Il capitalismo, infatti, da un lato, per imporsi, deve promettere benessere per tutti, dall'altro però non può mantenere le proprie promesse, poiché il benessere di pochi è frutto della miseria di molti. Di qui l'esigenza di sfruttare altri lavoratori, di paesi coloniali, il cui livello culturale è troppo basso perché siano in grado di ostacolare lo sviluppo del capitale e il cui grado di sfruttamento sia tale da permettere al capitalismo metropolitano di soddisfare le esigenze di libertà (economica e culturale) dei lavoratori occidentali. Ecco perché là dove esiste solo "precarietà di mezzi" o produzione per l'autosussistenza, il capitalismo crea miseria, degrado e sottosviluppo.

Questo significa che fino a quando i lavoratori del Terzo Mondo non si emanciperanno dallo sfruttamento imperialistico (e non solo dalla dipendenza politica), sarà molto difficile che i lavoratori dei paesi occidentali lottino per la realizzazione del socialismo.

Lenin aveva già capito molto bene che in presenza dell'imperialismo, la consapevolezza rivoluzionaria della classe operaia occidentale arriva a porre, come massimo, delle rivendicazioni di tipo sindacale, cioè perde quell'istinto sociale alla rivoluzione che invece Marx le aveva riconosciuto, condizionata com'è e da un relativo benessere pagato altrove e dai potenti mezzi persuasivi (propagandistici) del capitale.

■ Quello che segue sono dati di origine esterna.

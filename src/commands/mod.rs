//! Commands module - CLI command implementations.

pub mod serve;
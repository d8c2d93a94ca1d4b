//! Infrastructure layer - External systems integration
//!
//! Outbound ports and their adapters. Socket connections are the only
//! external concern so far.

pub mod ws_gateway;

pub use ws_gateway::{LoggingWsGateway, WsGateway};

#[cfg(any(test, feature = "test-utils"))]
pub use ws_gateway::MockWsGateway;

Quando Lenin cominciò a predicare la necessità di offrire dall'esterno una vera consapevolezza rivoluzionaria, egli non fece altro che constatare una situazione di fatto: spontaneamente gli operai occidentali, nel sistema dell'imperialismo, non sono rivoluzionari ma piccolo-borghesi, non meno degli intellettuali di sinistra che li rappresentano.